The engineers, coming from Tianjin University, University of Nottingham Ningbo China, and the University of Illinois Urbana-Champaign, published an article in the American Society of Civil Engineers’ Journal of Aerospace Engineering in August of 2021.

Bell Boeing V-22 Osprey
The Bell Boeing V-22 Osprey. (Wikipedia)

Their article had the intended effect of presenting “modeling and control law design for a bi-tiltrotor unmanned aerial vehicle for autonomous payload delivery” yet this potentially solves a problem China has been experiencing with their tiltrotor helicopters.

China Eying Tiltrotor Helicopters

Even more seriously, it points to China’s potential usage of tiltrotor helicopters onboard their aircraft carriers, which could very seriously affect the West’s geostrategic capabilities. However, these developments are not exactly new.

In July of 2019, the National Interest reported that China was in the process of building “three Type 075 Landing Helicopter Docks (LHDs), essentially moving naval bases that can carry dozens of helicopters and launch amphibious landing craft from their floodable well deck”.

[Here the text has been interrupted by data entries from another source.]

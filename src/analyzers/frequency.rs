//! Trip counts by start day, start hour and membership type.

use chrono::{Datelike, Timelike};

use crate::analyzers::types::{DayOfWeek, FrequencyTable};
use crate::trips::TripTable;

/// Trips per weekday of the start time. Days without trips are absent;
/// use [`FrequencyTable::full_week`] for a zero-filled week.
pub fn day_of_week_frequencies(table: &TripTable) -> FrequencyTable<DayOfWeek> {
    FrequencyTable::count(table.iter().map(|r| DayOfWeek::from(r.started_at.weekday())))
}

/// Trips per hour (0-23) of the start time, as stored. Hours without trips are absent.
pub fn hour_of_day_frequencies(table: &TripTable) -> FrequencyTable<u32> {
    FrequencyTable::count(table.iter().map(|r| r.started_at.hour()))
}

/// Trips per membership type. Any category string in the data gets a row.
pub fn member_type_frequencies(table: &TripTable) -> FrequencyTable<String> {
    FrequencyTable::count(table.iter().map(|r| r.member_casual.clone()))
}

#[cfg(test)]
mod tests {
    use super::*;
    use crate::trips::test_support::trip;

    fn sample() -> TripTable {
        TripTable::new(vec![
            trip("2020-04-06T08:00", "2020-04-06T08:10", "A", "B", "member"),
            trip("2020-04-07T08:00", "2020-04-07T08:20", "A", "B", "casual"),
            trip("2020-04-07T23:59", "2020-04-08T00:20", "B", "A", "member"),
            trip("2020-04-12T00:00", "2020-04-12T00:20", "B", "A", "dockless"),
        ])
    }

    #[test]
    fn test_day_of_week_frequencies() {
        let days = day_of_week_frequencies(&sample());

        assert_eq!(days.get(&DayOfWeek::Monday), Some(1));
        assert_eq!(days.get(&DayOfWeek::Tuesday), Some(2));
        assert_eq!(days.get(&DayOfWeek::Sunday), Some(1));
        assert_eq!(days.get(&DayOfWeek::Wednesday), None);
        assert_eq!(days.total(), 4);
    }

    #[test]
    fn test_hour_of_day_frequencies() {
        let hours = hour_of_day_frequencies(&sample());

        assert_eq!(hours.get(&8), Some(2));
        assert_eq!(hours.get(&23), Some(1));
        assert_eq!(hours.get(&0), Some(1));
        assert!(hours.iter().all(|(h, _)| *h <= 23));
        assert_eq!(hours.total(), 4);
    }

    #[test]
    fn test_member_type_frequencies_keeps_unknown_categories() {
        let members = member_type_frequencies(&sample());

        assert_eq!(members.get(&"member".to_string()), Some(2));
        assert_eq!(members.get(&"casual".to_string()), Some(1));
        assert_eq!(members.get(&"dockless".to_string()), Some(1));
        assert_eq!(members.len(), 3);
    }

    #[test]
    fn test_empty_table_gives_empty_tables() {
        let empty = TripTable::default();
        assert!(day_of_week_frequencies(&empty).is_empty());
        assert!(hour_of_day_frequencies(&empty).is_empty());
        assert!(member_type_frequencies(&empty).is_empty());
    }
}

The Chinese PLA Navy commissions its first Type 075 amphibious assault ship at a naval base in Sanya, South China’s Hainan Province on April 23, 2021.

Already, China had “commissioned five smaller 25,000-ton Type 071 Yuzhao-class amphibious transport docks (LPDs), with two more under construction [which] can carry hundreds of troops, with supporting tanks and armored vehicles, and up to four Type 726 air-cushion landing craft (LCACs) to ferry them ashore. Four SA-321 helicopters give the Type 071 a limited vertical lift capacity”.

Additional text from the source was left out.